Abstract 3468
Background
Anti-PD1 and anti-PD-L1 are effective checkpoints inhibitors to stimulate the immune system against many types of cancers. The flip side of these immunotherapies is the generation of immune-related adverse events (irAE), which can theoretically affect all organs including muscle tissue. Immune-related creatine phosphokinase (irCPK) increase is associated with immune related myositis. The meaning of CPK monitoring in clinical practice remains poorly understood. In this observational study, all the grade ≥ 2 increased CPK occurring in patients treated with anti-PD-1 or anti-PD-L1 were investigated to determine their clinical significance.
Methods
All consecutive pts treated with anti-PD1 or anti-PD-L1, in monotherapy or in combine therapy with other agents, monitored by routine CPK in the Drug Development Department (DITEP) and in the Dermatology Unit of Gustave Roussy between January 2016 and December 2018 were retrospectively reviewed. Patients CPK monitoring level were extracted from biological chart and all the patients with grade ≥ 2 increased CPK were selected for the analysis.
Results
Among the 1151 patients treated with anti PD1/PD-L1, 53 (4.6%) had grade ≥ 2 increased CPK regardless of immune causality and 31 (2.7%) had a grade ≥ 2 irCPK increase. Among the 53 pts with CPK increase, mean age was 54 years old, tumor types were skin (n = 21), bladder and urothelial (n = 5), head and neck (n = 4) and others (n = 23). CPK increase was not related to the treatment in 22 (41%) pts, was immune-related to anti-PD1/PDL1 and not clinically significant in 19 (36%) pts, was immune-related with muscular adverse events in 10 (19%) pts, including 2 myositis and 2 acute polyradiculoneuritis; and was immune-related with myocarditis in 2 (4%) pts.

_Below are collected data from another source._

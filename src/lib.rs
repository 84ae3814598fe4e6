//! Packet Hell - A packet-routing network puzzle
//!
//! Core modules:
//! - `sim`: Deterministic simulation (packets, wires, buffers, economy)
//! - `session`: Fixed-timestep host loop driver
//! - `persistence`: Save/load with integrity verification
//! - `tuning`: Data-driven game balance

pub mod persistence;
pub mod session;
pub mod sim;
pub mod tuning;

pub use session::Session;
pub use tuning::{Difficulty, Tuning};

use glam::Vec2;

/// Game configuration constants
pub mod consts {
    /// Fixed simulation timestep (60 Hz)
    pub const SIM_DT: f32 = 1.0 / 60.0;
    /// Maximum substeps per frame to prevent spiral of death
    pub const MAX_SUBSTEPS: u32 = 8;

    /// Packets a system node can hold
    pub const BUFFER_CAPACITY: usize = 5;
    /// Interior bend points a wire may carry
    pub const MAX_BENDS: usize = 3;

    /// Wire budget at session start (length units)
    pub const INITIAL_WIRE_BUDGET: f32 = 500.0;

    /// Deliveries needed to win
    pub const WIN_DELIVERIES: u32 = 10;
    /// Loss ratio above which the run is over
    pub const MAX_LOSS_RATIO: f32 = 0.5;

    /// Two port coordinates closer than this are the same port
    pub const PORT_EPSILON: f32 = 0.5;
}

/// Sign of a scalar, with zero mapping to zero (unlike `f32::signum`)
#[inline]
pub fn sign(x: f32) -> f32 {
    if x > 0.0 {
        1.0
    } else if x < 0.0 {
        -1.0
    } else {
        0.0
    }
}

/// Total Euclidean length of a polyline
pub fn polyline_length(points: &[Vec2]) -> f32 {
    points.windows(2).map(|w| w[0].distance(w[1])).sum()
}

/// Whether two port coordinates refer to the same port
#[inline]
pub fn same_port(a: Vec2, b: Vec2) -> bool {
    a.distance(b) < consts::PORT_EPSILON
}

The mean of CPK maximal peak was significantly higher in patients with immune-related cardiac or muscular adverse event that in the asymptomatic CPK increase pts (1271 UI/L vs. 771 UI/L, p-value = 0.02).
Conclusions
The frequency of grade ≥ 2 irCPK increase is estimated at 2.7% of patients treated with anti-PD1 or anti-PD-L1. For patients treated with anti PD1/PD-L1, regular CPK monitoring appears as clinically relevant in the early detection of immune-related cardiac and muscular adverse events.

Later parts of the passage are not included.